Что мне еще очень поправилось в Николае Николаевиче, его жене и помощнике? Они хорошо говорили по‑французски, грамотно и с великолепным произношением. Безусловно, это тоже было залогом их успешной деятельности.

Жена Н.Н. Васильченко была, по моему мнению, моложе его. Вскоре я заметил, что она во многом является его хорошей помощницей не только в жизни, но и в работе. Когда я увидел её в первый раз в порту Ле Гавра, был поражен ее внешностью. Она была прекрасна. До моего приезда во Францию мне встречались хорошенькие женщины, некоторые из них мне очень нравились, и, откровенно говоря, я даже влюблялся. По Ольгу я не мог сравнить ни с одной из них. Она была божественна: исключительно хорошая фигура, красивое лицо с большими, выразительными глаза ми. Несколько раз в ее сопровождении мы с Николаем Николаевичем посещали рестораны, один раз были в театре, и я замечал, что любуются Олей все встречающие нас не только мужчины, но и женщины. Действительно, помимо своей прекрасной внешности, она обладала еще одним очень важным для дамы общества качеством – умела с большим вкусом одеваться и носить модную прическу, у нее были очень красивые холеные руки.
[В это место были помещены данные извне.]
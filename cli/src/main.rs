use anyhow::{Context, Result};
use clap::{Parser, Subcommand};
use keyrank_core::{Document, Index, DEFAULT_LIMIT};
use serde::Deserialize;
use tracing_subscriber::{fmt, EnvFilter};

use std::fs::File;
use std::io::{BufRead, BufReader};

#[derive(Debug, Deserialize)]
struct InputDoc {
    text: String,
    id: Option<u32>,
}

#[derive(Parser)]
#[command(name = "keyrank")]
#[command(about = "Single-term ranked search over a sled-backed inverted index", long_about = None)]
struct Cli {
    /// Index directory
    #[arg(long, global = true, default_value = "keyrank-index")]
    index: String,

    #[command(subcommand)]
    command: Commands,
}

#[derive(Subcommand)]
enum Commands {
    /// Index a single document
    Add {
        /// Document text
        text: String,
        /// Explicit document id (auto-assigned when omitted)
        #[arg(long)]
        id: Option<u32>,
    },
    /// Bulk-load documents from a JSONL file, one {"text", "id"?} per line
    Batch {
        /// Input file path
        #[arg(long)]
        input: String,
        /// Skip warming the term cache before the load
        #[arg(long, default_value_t = false)]
        no_prefill: bool,
    },
    /// Rank documents for a single word
    Search {
        /// Query word
        word: String,
        /// Maximum number of results
        #[arg(long, default_value_t = DEFAULT_LIMIT)]
        limit: usize,
    },
    /// Print the number of stored documents
    Count,
}

fn main() -> Result<()> {
    fmt().with_env_filter(EnvFilter::from_default_env()).init();
    let cli = Cli::parse();
    let index = Index::open(&cli.index)
        .with_context(|| format!("opening index at {}", cli.index))?;

    match cli.command {
        Commands::Add { text, id } => {
            let doc = match id {
                Some(id) => Document::with_id(text, id),
                None => Document::new(text),
            };
            let unique = index.add(&doc)?;
            index.flush()?;
            println!("indexed 1 document, {unique} unique terms");
        }
        Commands::Batch { input, no_prefill } => {
            let docs = read_jsonl(&input)?;
            let count = docs.len();
            index.batch_add(&docs, !no_prefill)?;
            index.flush()?;
            tracing::info!(count, input, "batch indexed");
            println!("indexed {count} documents");
        }
        Commands::Search { word, limit } => {
            let results = index.search_single_word(&word, limit)?;
            println!("total: {}  idf: {:.4}", results.total, results.idf);
            for hit in &results.documents {
                let excerpt = index.document(hit.doc_id)?.unwrap_or_default();
                println!("{:>10}  score {:>3}  {}", hit.doc_id, hit.score, excerpt);
            }
        }
        Commands::Count => {
            println!("{}", index.document_count());
        }
    }
    Ok(())
}

fn read_jsonl(path: &str) -> Result<Vec<Document>> {
    let file = File::open(path).with_context(|| format!("opening {path}"))?;
    let mut docs = Vec::new();
    for line in BufReader::new(file).lines() {
        let line = line?;
        if line.trim().is_empty() {
            continue;
        }
        let doc: InputDoc = serde_json::from_str(&line)
            .with_context(|| format!("parsing line {}", docs.len() + 1))?;
        docs.push(match doc.id {
            Some(id) => Document::with_id(doc.text, id),
            None => Document::new(doc.text),
        });
    }
    Ok(docs)
}
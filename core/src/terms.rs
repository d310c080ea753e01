//! Term dictionary: term string → dense id + document frequency.
//!
//! Entries live in the `terms` tree as bincode records, fronted by a shared
//! in-memory read cache. Writes go through a single transaction-scoped
//! queue so a batch touching the same term many times persists one record,
//! and so nothing reaches the store until the surrounding store transaction
//! commits.

use parking_lot::{Mutex, RwLock};
use serde::{Deserialize, Serialize};
use sled::transaction::{ConflictableTransactionError, ConflictableTransactionResult, TransactionalTree};
use std::collections::{HashMap, HashSet};

use crate::error::{Error, Result};
use crate::keys::{TermId, MAX_TERM_ID};

/// Persisted dictionary record for one term.
#[derive(Debug, Clone, PartialEq, Eq, Serialize, Deserialize)]
pub struct TermEntry {
    pub id: TermId,
    /// Number of distinct documents containing the term.
    pub count: u64,
}

/// Cache fill state. `Warm` means every persisted entry is cached, so a
/// cache miss is an authoritative absence and the store is not consulted.
#[derive(Debug, Clone, Copy, PartialEq, Eq)]
enum CacheState {
    Cold,
    Partial,
    Warm,
}

struct TermCache {
    entries: HashMap<String, TermEntry>,
    state: CacheState,
}

/// Pending updates of the active write transaction.
struct WriteQueue {
    /// New-or-updated entries keyed by term.
    queue: HashMap<String, TermEntry>,
    /// Terms first seen in this transaction; persisted with add-if-absent.
    inserts: HashSet<String>,
    /// Persisted entry count at `begin`, the base for id allocation.
    persisted: u64,
}

pub struct TermDictionary {
    tree: sled::Tree,
    cache: RwLock<TermCache>,
    txn: Mutex<Option<WriteQueue>>,
}

impl TermDictionary {
    pub(crate) fn new(tree: sled::Tree) -> Self {
        TermDictionary {
            tree,
            cache: RwLock::new(TermCache {
                entries: HashMap::new(),
                state: CacheState::Cold,
            }),
            txn: Mutex::new(None),
        }
    }

    pub(crate) fn tree(&self) -> &sled::Tree {
        &self.tree
    }

    /// Open the single allowed write transaction.
    pub(crate) fn begin(&self) -> Result<()> {
        let mut txn = self.txn.lock();
        if txn.is_some() {
            return Err(Error::State(
                "a dictionary write transaction is already open".into(),
            ));
        }
        let persisted = {
            let cache = self.cache.read();
            if cache.state == CacheState::Warm {
                cache.entries.len() as u64
            } else {
                self.tree.len() as u64
            }
        };
        *txn = Some(WriteQueue {
            queue: HashMap::new(),
            inserts: HashSet::new(),
            persisted,
        });
        Ok(())
    }

    /// Look up a term, cache first. Misses against a non-warm cache fall
    /// back to the store and populate the cache.
    pub fn lookup(&self, term: &str) -> Result<Option<TermEntry>> {
        {
            let cache = self.cache.read();
            if let Some(entry) = cache.entries.get(term) {
                return Ok(Some(entry.clone()));
            }
            if cache.state == CacheState::Warm {
                return Ok(None);
            }
        }
        match self.tree.get(term.as_bytes())? {
            Some(raw) => {
                let entry: TermEntry = bincode::deserialize(&raw)?;
                let mut cache = self.cache.write();
                cache.entries.insert(term.to_owned(), entry.clone());
                if cache.state == CacheState::Cold {
                    cache.state = CacheState::Partial;
                }
                Ok(Some(entry))
            }
            None => Ok(None),
        }
    }

    /// Load every persisted entry into the cache and mark it warm, so bulk
    /// loads stop paying a store read per term. Idempotent.
    pub fn prefetch(&self) -> Result<()> {
        if self.cache.read().state == CacheState::Warm {
            return Ok(());
        }
        let mut entries = HashMap::new();
        for item in self.tree.iter() {
            let (key, value) = item?;
            let term = std::str::from_utf8(&key)
                .map_err(|_| Error::Corrupt("term key is not valid UTF-8".into()))?
                .to_owned();
            entries.insert(term, bincode::deserialize(&value)?);
        }
        tracing::debug!(terms = entries.len(), "warmed term cache");
        let mut cache = self.cache.write();
        cache.entries.extend(entries);
        cache.state = CacheState::Warm;
        Ok(())
    }

    /// Resolve a term to its id and bump its document frequency by one.
    /// Unseen terms are allocated the next dense id, with frequency 1.
    pub fn resolve_and_bump(&self, term: &str) -> Result<TermId> {
        let mut guard = self.txn.lock();
        let txn = guard.as_mut().ok_or_else(|| {
            Error::State("no open dictionary write transaction".into())
        })?;

        if let Some(entry) = txn.queue.get_mut(term) {
            entry.count += 1;
            return Ok(entry.id);
        }

        match self.lookup(term)? {
            Some(existing) => {
                txn.queue.insert(
                    term.to_owned(),
                    TermEntry {
                        id: existing.id,
                        count: existing.count + 1,
                    },
                );
                Ok(existing.id)
            }
            None => {
                let next = txn.persisted + txn.inserts.len() as u64;
                if next >= u64::from(MAX_TERM_ID) {
                    return Err(Error::Range(format!(
                        "term dictionary full: {next} ids allocated"
                    )));
                }
                let id = next as TermId;
                txn.inserts.insert(term.to_owned());
                txn.queue.insert(term.to_owned(), TermEntry { id, count: 1 });
                Ok(id)
            }
        }
    }

    /// Write the queued entries into the transactional `terms` tree. New
    /// terms are add-if-absent: a record already present under a queued
    /// insert means another writer slipped past the transaction guard, and
    /// the transaction aborts rather than clobber an id. Safe to run again
    /// if sled retries the surrounding transaction.
    pub(crate) fn flush(
        &self,
        tree: &TransactionalTree,
    ) -> ConflictableTransactionResult<(), Error> {
        let guard = self.txn.lock();
        let txn = guard.as_ref().ok_or_else(|| {
            ConflictableTransactionError::Abort(Error::State(
                "no open dictionary write transaction".into(),
            ))
        })?;
        for (term, entry) in &txn.queue {
            let value = bincode::serialize(entry)
                .map_err(|e| ConflictableTransactionError::Abort(Error::from(e)))?;
            let prior = tree.insert(term.as_bytes(), value)?;
            if prior.is_some() && txn.inserts.contains(term) {
                return Err(ConflictableTransactionError::Abort(Error::State(format!(
                    "term {term:?} was persisted outside the open transaction"
                ))));
            }
        }
        Ok(())
    }

    /// Merge the flushed queue into the shared cache and close the
    /// transaction. Call only after the store transaction committed.
    pub(crate) fn commit(&self) {
        let mut guard = self.txn.lock();
        if let Some(txn) = guard.take() {
            let mut cache = self.cache.write();
            if cache.state == CacheState::Cold && !txn.queue.is_empty() {
                cache.state = CacheState::Partial;
            }
            cache.entries.extend(txn.queue);
        }
    }

    /// Discard the queued updates without touching store or cache.
    pub(crate) fn abort(&self) {
        *self.txn.lock() = None;
    }
}

#[cfg(test)]
mod tests {
    use super::*;

    fn temp_dict() -> (sled::Db, TermDictionary) {
        let db = sled::Config::new().temporary(true).open().unwrap();
        let tree = db.open_tree("terms").unwrap();
        (db, TermDictionary::new(tree))
    }

    fn commit_through_store(dict: &TermDictionary) {
        dict.tree()
            .transaction(|tree| dict.flush(tree))
            .expect("terms transaction");
        dict.commit();
    }

    #[test]
    fn allocates_dense_ids_and_counts_documents() {
        let (_db, dict) = temp_dict();
        dict.begin().unwrap();
        assert_eq!(dict.resolve_and_bump("fox").unwrap(), 0);
        assert_eq!(dict.resolve_and_bump("dog").unwrap(), 1);
        // Same term again, as if from a second document in the batch.
        assert_eq!(dict.resolve_and_bump("fox").unwrap(), 0);
        commit_through_store(&dict);

        let fox = dict.lookup("fox").unwrap().unwrap();
        assert_eq!(fox, TermEntry { id: 0, count: 2 });
        let dog = dict.lookup("dog").unwrap().unwrap();
        assert_eq!(dog, TermEntry { id: 1, count: 1 });
    }

    #[test]
    fn id_allocation_continues_across_transactions() {
        let (_db, dict) = temp_dict();
        dict.begin().unwrap();
        dict.resolve_and_bump("fox").unwrap();
        dict.resolve_and_bump("dog").unwrap();
        commit_through_store(&dict);

        dict.begin().unwrap();
        assert_eq!(dict.resolve_and_bump("wolf").unwrap(), 2);
        assert_eq!(dict.resolve_and_bump("fox").unwrap(), 0);
        commit_through_store(&dict);
        assert_eq!(dict.lookup("fox").unwrap().unwrap().count, 2);
    }

    #[test]
    fn second_begin_fails_while_open() {
        let (_db, dict) = temp_dict();
        dict.begin().unwrap();
        assert!(matches!(dict.begin(), Err(Error::State(_))));
        dict.abort();
        dict.begin().unwrap();
    }

    #[test]
    fn resolve_requires_an_open_transaction() {
        let (_db, dict) = temp_dict();
        assert!(matches!(dict.resolve_and_bump("fox"), Err(Error::State(_))));
    }

    #[test]
    fn abort_discards_queued_updates() {
        let (_db, dict) = temp_dict();
        dict.begin().unwrap();
        dict.resolve_and_bump("fox").unwrap();
        dict.abort();
        assert_eq!(dict.lookup("fox").unwrap(), None);
        assert_eq!(dict.tree().len(), 0);
    }

    #[test]
    fn warm_cache_misses_are_authoritative() {
        let (_db, dict) = temp_dict();
        dict.begin().unwrap();
        dict.resolve_and_bump("fox").unwrap();
        commit_through_store(&dict);

        dict.prefetch().unwrap();
        // Sneak a record into the tree behind the dictionary's back; a warm
        // cache must not read it.
        let rogue = bincode::serialize(&TermEntry { id: 99, count: 1 }).unwrap();
        dict.tree().insert("wolf".as_bytes(), rogue).unwrap();
        assert_eq!(dict.lookup("wolf").unwrap(), None);
        assert!(dict.lookup("fox").unwrap().is_some());
    }

    #[test]
    fn prefetch_is_idempotent() {
        let (_db, dict) = temp_dict();
        dict.begin().unwrap();
        dict.resolve_and_bump("fox").unwrap();
        commit_through_store(&dict);
        dict.prefetch().unwrap();
        dict.prefetch().unwrap();
        assert_eq!(dict.lookup("fox").unwrap().unwrap().id, 0);
    }

    #[test]
    fn cold_lookup_falls_back_to_the_store() {
        let (_db, dict) = temp_dict();
        let entry = TermEntry { id: 0, count: 3 };
        dict.tree()
            .insert("fox".as_bytes(), bincode::serialize(&entry).unwrap())
            .unwrap();
        assert_eq!(dict.lookup("fox").unwrap(), Some(entry));
    }
}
Прошло много лет, и сейчас я вспоминаю об Оле с чувством большой благодарности не только за те приятно проведенные в ее обществе минуты, которые уже тогда так ценил и которыми так гордился, но и за нечто более важное для меня. В эти редкие встречи с Олей, внимательно следя за ней, я получал уроки умения держаться за столом, вести разговоры. Конечно, тогда я не мог и предположить, в какой степени все это сможет мне пригодиться в дальнейшей жизни. Тогда я был просто очарован женой комдива.

В Гавре, посадив всех на автобусы, я, комдив, его жена и его помощник уселись в машину и взяли направление на Париж. Мы ехали по незнакомой мне Франции. Я любовался ландшафтом. Внимательно слушал пояснения, которые мне давали по пути. Особенно меня увлекали рассказы Оли о светской жизни, о театрах, музеях. Глядя на мужа, моя собеседница обещала, что она и Николай Николаевич помогут мне поинтересней провести мое краткое пребывание в Париже. С чувством гордости должен отметить, что мне было очень приятно услышать от попутчиков похвалу в мой адрес как в части умения говорить на французском, так и моих знаний в области истории Франции, ее литературы и прославившихся художников.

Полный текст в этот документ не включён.